I climbed out on it as the wind whipped my hair and my dress, and I thought briefly about what I must look like to the people having lunch along the water - some wild photographer girl on a dangerous mission. When I got closer to the end, the wind was whipping faster and the waves crashed against where I was standing and I felt the sudden urge to put my camera away and begin to pray. But when I went to form the words, I began to cry, and I began instead to sing some worship song lodged in my memory about surrender, and I remembered that phrase the green-eyed French woman had said, and I realized why.
Left at sea.
What needs to be left here at sea? What do I need to let go of?
So I started to leave things. Insecurities by name, fears, old patterns. i started to declare things I wanted instead, pray for dreams and people and things. There was a real release I felt as I stood there - the crazy crying American girl on the white rocks in the blue-green sea. Although I know that there will be active decisions off the rocks to take on new things and form new patterns and leave old ones behind, I realized that sometimes, these kinds of things are exactly what our spirit needs.
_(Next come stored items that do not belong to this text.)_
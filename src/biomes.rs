//! Biome classification
//!
//! The final stage: a pure decision tree over (ocean, water, coast,
//! temperature, moisture), plus the coast and temperature fields it reads.
//! Temperature blends a north/south bias by latitude on top of elevation,
//! so the same island can read as arctic at one pole and tropical at the
//! other.

use serde::{Deserialize, Serialize};

use crate::mesh::MeshGraph;
use crate::water::mix;

/// Discrete terrain label for a region.
#[derive(Clone, Copy, Debug, Default, PartialEq, Eq, Hash, Serialize, Deserialize)]
pub enum Biome {
    #[default]
    Ocean,
    Marsh,
    Ice,
    Lake,
    Beach,
    Snow,
    Tundra,
    Bare,
    Scorched,
    Taiga,
    Shrubland,
    TemperateDesert,
    TemperateRainForest,
    TemperateDeciduousForest,
    Grassland,
    TropicalRainForest,
    TropicalSeasonalForest,
    SubtropicalDesert,
}

impl Biome {
    /// Render color (RGB).
    pub fn color(&self) -> [u8; 3] {
        match self {
            Biome::Ocean => [68, 68, 122],
            Biome::Marsh => [47, 102, 102],
            Biome::Ice => [153, 255, 255],
            Biome::Lake => [51, 102, 153],
            Biome::Beach => [160, 144, 119],
            Biome::Snow => [255, 255, 255],
            Biome::Tundra => [187, 187, 170],
            Biome::Bare => [136, 136, 136],
            Biome::Scorched => [85, 85, 85],
            Biome::Taiga => [153, 170, 119],
            Biome::Shrubland => [136, 153, 119],
            Biome::TemperateDesert => [201, 210, 155],
            Biome::TemperateRainForest => [68, 136, 85],
            Biome::TemperateDeciduousForest => [103, 148, 89],
            Biome::Grassland => [136, 170, 85],
            Biome::TropicalRainForest => [51, 119, 85],
            Biome::TropicalSeasonalForest => [85, 153, 68],
            Biome::SubtropicalDesert => [210, 185, 139],
        }
    }

    /// Single-character glyph for terminal previews.
    pub fn glyph(&self) -> char {
        match self {
            Biome::Ocean => '~',
            Biome::Marsh => '&',
            Biome::Ice => '#',
            Biome::Lake => 'o',
            Biome::Beach => '.',
            Biome::Snow => '*',
            Biome::Tundra => '-',
            Biome::Bare => ':',
            Biome::Scorched => '_',
            Biome::Taiga => 'T',
            Biome::Shrubland => 's',
            Biome::TemperateDesert => 'd',
            Biome::TemperateRainForest => 'R',
            Biome::TemperateDeciduousForest => 'F',
            Biome::Grassland => '"',
            Biome::TropicalRainForest => 'J',
            Biome::TropicalSeasonalForest => 'j',
            Biome::SubtropicalDesert => 'D',
        }
    }
}

/// Classify one region. Pure function of its five inputs, evaluated in a
/// fixed order: ocean wins outright, then non-ocean water splits by
/// temperature, then coast, then the temperature/moisture table.
pub fn classify(ocean: bool, water: bool, coast: bool, temperature: f32, moisture: f32) -> Biome {
    if ocean {
        Biome::Ocean
    } else if water {
        if temperature > 0.9 {
            Biome::Marsh
        } else if temperature < 0.2 {
            Biome::Ice
        } else {
            Biome::Lake
        }
    } else if coast {
        Biome::Beach
    } else if temperature < 0.2 {
        if moisture > 0.50 {
            Biome::Snow
        } else if moisture > 0.33 {
            Biome::Tundra
        } else if moisture > 0.16 {
            Biome::Bare
        } else {
            Biome::Scorched
        }
    } else if temperature < 0.4 {
        if moisture > 0.66 {
            Biome::Taiga
        } else if moisture > 0.33 {
            Biome::Shrubland
        } else {
            Biome::TemperateDesert
        }
    } else if temperature < 0.7 {
        if moisture > 0.83 {
            Biome::TemperateRainForest
        } else if moisture > 0.50 {
            Biome::TemperateDeciduousForest
        } else if moisture > 0.16 {
            Biome::Grassland
        } else {
            Biome::TemperateDesert
        }
    } else if moisture > 0.66 {
        Biome::TropicalRainForest
    } else if moisture > 0.33 {
        Biome::TropicalSeasonalForest
    } else if moisture > 0.16 {
        Biome::Grassland
    } else {
        Biome::SubtropicalDesert
    }
}

/// A coast region is a non-ocean region with at least one ocean neighbor.
pub fn assign_coast(coast: &mut Vec<bool>, mesh: &impl MeshGraph, ocean: &[bool]) {
    coast.clear();
    coast.resize(mesh.num_regions(), false);

    let mut out_r = Vec::new();
    for r1 in 0..mesh.num_regions() {
        if ocean[r1] {
            continue;
        }
        mesh.regions_around_region(r1, &mut out_r);
        if out_r.iter().any(|&r2| ocean[r2]) {
            coast[r1] = true;
        }
    }
}

/// Temperature from elevation and latitude.
///
/// The nominal range is 0.0 = cold to 1.0 = hot, but bias can push past it.
/// The north edge of the map gets `bias_north` added, the south edge
/// `bias_south`, blended linearly in between.
pub fn assign_temperature(
    temperature: &mut Vec<f32>,
    mesh: &impl MeshGraph,
    region_elevation: &[f32],
    bias_north: f32,
    bias_south: f32,
) {
    temperature.clear();
    temperature.resize(mesh.num_regions(), 0.0);

    for r in 0..mesh.num_regions() {
        let latitude = mesh.region_y(r) / mesh.map_size();
        let bias = mix(bias_north, bias_south, latitude);
        temperature[r] = 1.0 - region_elevation[r] + bias;
    }
}

/// Apply `classify` to every region.
pub fn assign_biome(
    biome: &mut Vec<Biome>,
    mesh: &impl MeshGraph,
    ocean: &[bool],
    water: &[bool],
    coast: &[bool],
    temperature: &[f32],
    moisture: &[f32],
) {
    biome.clear();
    biome.resize(mesh.num_regions(), Biome::Ocean);
    for r in 0..mesh.num_regions() {
        biome[r] = classify(ocean[r], water[r], coast[r], temperature[r], moisture[r]);
    }
}

#[cfg(test)]
mod tests {
    use super::*;
    use crate::grid_mesh::GridMesh;
    use crate::water::assign_ocean;

    #[test]
    fn test_ocean_wins_regardless_of_other_inputs() {
        assert_eq!(classify(true, true, true, 0.95, 0.95), Biome::Ocean);
        assert_eq!(classify(true, false, false, 0.0, 0.0), Biome::Ocean);
    }

    #[test]
    fn test_beach_and_ocean_scenario() {
        // One ocean region next to one coastal land region
        assert_eq!(classify(true, true, false, 0.5, 0.5), Biome::Ocean);
        assert_eq!(classify(false, false, true, 0.5, 0.5), Biome::Beach);
    }

    #[test]
    fn test_lake_splits_by_temperature() {
        assert_eq!(classify(false, true, false, 0.95, 0.5), Biome::Marsh);
        assert_eq!(classify(false, true, false, 0.1, 0.5), Biome::Ice);
        assert_eq!(classify(false, true, false, 0.5, 0.5), Biome::Lake);
    }

    #[test]
    fn test_cold_band_moisture_thresholds() {
        assert_eq!(classify(false, false, false, 0.1, 0.6), Biome::Snow);
        assert_eq!(classify(false, false, false, 0.1, 0.40), Biome::Tundra);
        assert_eq!(classify(false, false, false, 0.1, 0.2), Biome::Bare);
        assert_eq!(classify(false, false, false, 0.1, 0.1), Biome::Scorched);
    }

    #[test]
    fn test_warm_bands() {
        assert_eq!(classify(false, false, false, 0.3, 0.7), Biome::Taiga);
        assert_eq!(classify(false, false, false, 0.3, 0.4), Biome::Shrubland);
        assert_eq!(classify(false, false, false, 0.3, 0.1), Biome::TemperateDesert);
        assert_eq!(
            classify(false, false, false, 0.5, 0.9),
            Biome::TemperateRainForest
        );
        assert_eq!(
            classify(false, false, false, 0.5, 0.6),
            Biome::TemperateDeciduousForest
        );
        assert_eq!(classify(false, false, false, 0.5, 0.2), Biome::Grassland);
        assert_eq!(classify(false, false, false, 0.8, 0.7), Biome::TropicalRainForest);
        assert_eq!(
            classify(false, false, false, 0.8, 0.4),
            Biome::TropicalSeasonalForest
        );
        assert_eq!(classify(false, false, false, 0.8, 0.1), Biome::SubtropicalDesert);
    }

    #[test]
    fn test_classify_is_deterministic() {
        let a = classify(false, false, false, 0.42, 0.58);
        let b = classify(false, false, false, 0.42, 0.58);
        assert_eq!(a, b);
    }

    #[test]
    fn test_coast_regions_border_the_ocean() {
        let mesh = GridMesh::new(7, 7, 1000.0, 8);
        let mut water = vec![false; mesh.num_regions()];
        water[mesh.ghost_region()] = true;
        for r in 0..mesh.num_solid_regions() {
            if mesh.is_boundary_region(r) {
                water[r] = true;
            }
        }
        let mut ocean = Vec::new();
        assign_ocean(&mut ocean, &mesh, &water);

        let mut coast = Vec::new();
        assign_coast(&mut coast, &mesh, &ocean);

        let mut out_r = Vec::new();
        for r in 0..mesh.num_regions() {
            if coast[r] {
                assert!(!ocean[r]);
                mesh.regions_around_region(r, &mut out_r);
                assert!(out_r.iter().any(|&n| ocean[n]));
            }
        }
        assert!(coast.iter().any(|&c| c));
    }

    #[test]
    fn test_temperature_blends_bias_by_latitude() {
        let mesh = GridMesh::new(5, 5, 1000.0, 1);
        let elevation = vec![0.0; mesh.num_regions()];
        let mut temperature = Vec::new();
        assign_temperature(&mut temperature, &mesh, &elevation, 0.5, -0.5);

        // North edge (y = 0) gets the full north bias
        assert!((temperature[0] - 1.5).abs() < 1e-6);
        // South edge gets the full south bias
        let south = 4 * 5;
        assert!((temperature[south] - 0.5).abs() < 1e-6);
    }
}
So for the rest of the trip, as I processed big shifts and change and new dreams, I would look at the water, usually always within sight of wherever I was at the given moment (how wild is that?) and I would toss them in. This became a practice, turning things over in my heart and hands until I was ready to let them go, and then leaving them.
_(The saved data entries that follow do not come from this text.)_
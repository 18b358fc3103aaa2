//! Moisture from fresh water
//!
//! Riverbanks and lakeshores are the wettest places on the map; moisture
//! falls off with graph distance from them. Oceans and lakes are pegged at
//! full moisture. A final redistribution pass spreads land moisture evenly
//! across a configurable band so the biome thresholds always see the full
//! range.

use std::cmp::Ordering;
use std::collections::VecDeque;

use crate::mesh::MeshGraph;

/// Regions touching a side that carries river flow in either direction.
pub fn find_riverbank_regions(seeds: &mut Vec<usize>, mesh: &impl MeshGraph, flow: &[u32]) {
    for s in 0..mesh.num_solid_sides() {
        if flow[s] > 0 {
            seeds.push(mesh.side_begin_region(s));
            seeds.push(mesh.side_end_region(s));
        }
    }
}

/// Lake regions and their cross-side neighbors.
pub fn find_lakeshore_regions(
    seeds: &mut Vec<usize>,
    mesh: &impl MeshGraph,
    ocean: &[bool],
    water: &[bool],
) {
    for s in 0..mesh.num_solid_sides() {
        let r0 = mesh.side_begin_region(s);
        let r1 = mesh.side_end_region(s);
        if water[r0] && !ocean[r0] {
            seeds.push(r0);
            seeds.push(r1);
        }
    }
}

/// The full moisture seed set, as a sorted deduplicated vector so the BFS
/// visits seeds in the same order on every run and platform.
pub fn find_moisture_seeds(
    mesh: &impl MeshGraph,
    flow: &[u32],
    ocean: &[bool],
    water: &[bool],
) -> Vec<usize> {
    let mut seeds = Vec::new();
    find_riverbank_regions(&mut seeds, mesh, flow);
    find_lakeshore_regions(&mut seeds, mesh, ocean, water);
    seeds.sort_unstable();
    seeds.dedup();
    seeds
}

/// Assign per-region moisture from distance to the nearest seed.
///
/// Multi-source BFS over land regions only; the fill never expands into
/// water. Land moisture is `1 - sqrt(d / max_distance)`; water regions get
/// 1.0 outright. With an empty seed set every land region keeps distance
/// None and reads as fully moist, which the redistribution pass then
/// flattens by rank.
pub fn assign_moisture(
    moisture: &mut Vec<f32>,
    water_distance: &mut Vec<Option<u32>>,
    mesh: &impl MeshGraph,
    water: &[bool],
    seeds: &[usize],
) {
    let num_regions = mesh.num_regions();
    moisture.clear();
    moisture.resize(num_regions, 0.0);
    water_distance.clear();
    water_distance.resize(num_regions, None);

    let mut queue: VecDeque<usize> = seeds.iter().copied().collect();
    for &r in seeds {
        water_distance[r] = Some(0);
    }

    let mut max_distance = 1u32;
    let mut out_r = Vec::new();
    while let Some(current) = queue.pop_front() {
        mesh.regions_around_region(current, &mut out_r);
        for &neighbor in &out_r {
            if !water[neighbor] && water_distance[neighbor].is_none() {
                let new_distance = 1 + water_distance[current].unwrap_or(0);
                water_distance[neighbor] = Some(new_distance);
                if new_distance > max_distance {
                    max_distance = new_distance;
                }
                queue.push_back(neighbor);
            }
        }
    }

    for r in 0..num_regions {
        moisture[r] = if water[r] {
            1.0
        } else {
            let d = water_distance[r].unwrap_or(0) as f32;
            1.0 - (d / max_distance as f32).sqrt()
        };
    }
}

/// Spread land moisture evenly between `min_moisture` and `max_moisture`,
/// keeping rank order.
pub fn redistribute_moisture(
    moisture: &mut [f32],
    mesh: &impl MeshGraph,
    water: &[bool],
    min_moisture: f32,
    max_moisture: f32,
) {
    let mut land: Vec<usize> = (0..mesh.num_solid_regions())
        .filter(|&r| !water[r])
        .collect();
    land.sort_by(|&a, &b| {
        moisture[a]
            .partial_cmp(&moisture[b])
            .unwrap_or(Ordering::Equal)
            .then(a.cmp(&b))
    });

    let denominator = (land.len().saturating_sub(1)).max(1) as f32;
    for (i, &r) in land.iter().enumerate() {
        moisture[r] = min_moisture + (max_moisture - min_moisture) * i as f32 / denominator;
    }
}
It’s hard to actually leave things we say we are going to leave. We of course are broken humans who act like broken records and revisit memories and pains and patterns that no longer serve us but made us feel better anyway. It’s a process in dire need of grace and really only possible by the strength of God.
The last bit of commentary I’ll give on this is that there are some things that cannot simply be left. Things that have formed us and inform our decisions now, the careful way we tread relationships, the jobs we do or don’t do, the places we live. Really I suppose most things have the capacity to form us if they are significant enough, but we can leave behind the lies they made us believe or the patterns they forced us into.
There are things in the Mediterranean that I will try to leave there in the most beautiful water, clear enough that I could see the full figure and swimsuit pattern of a woman swimming from my position miles and miles a-top a cliff. Maybe that’s how it will be too, I can see them, but I cannot reach them anymore.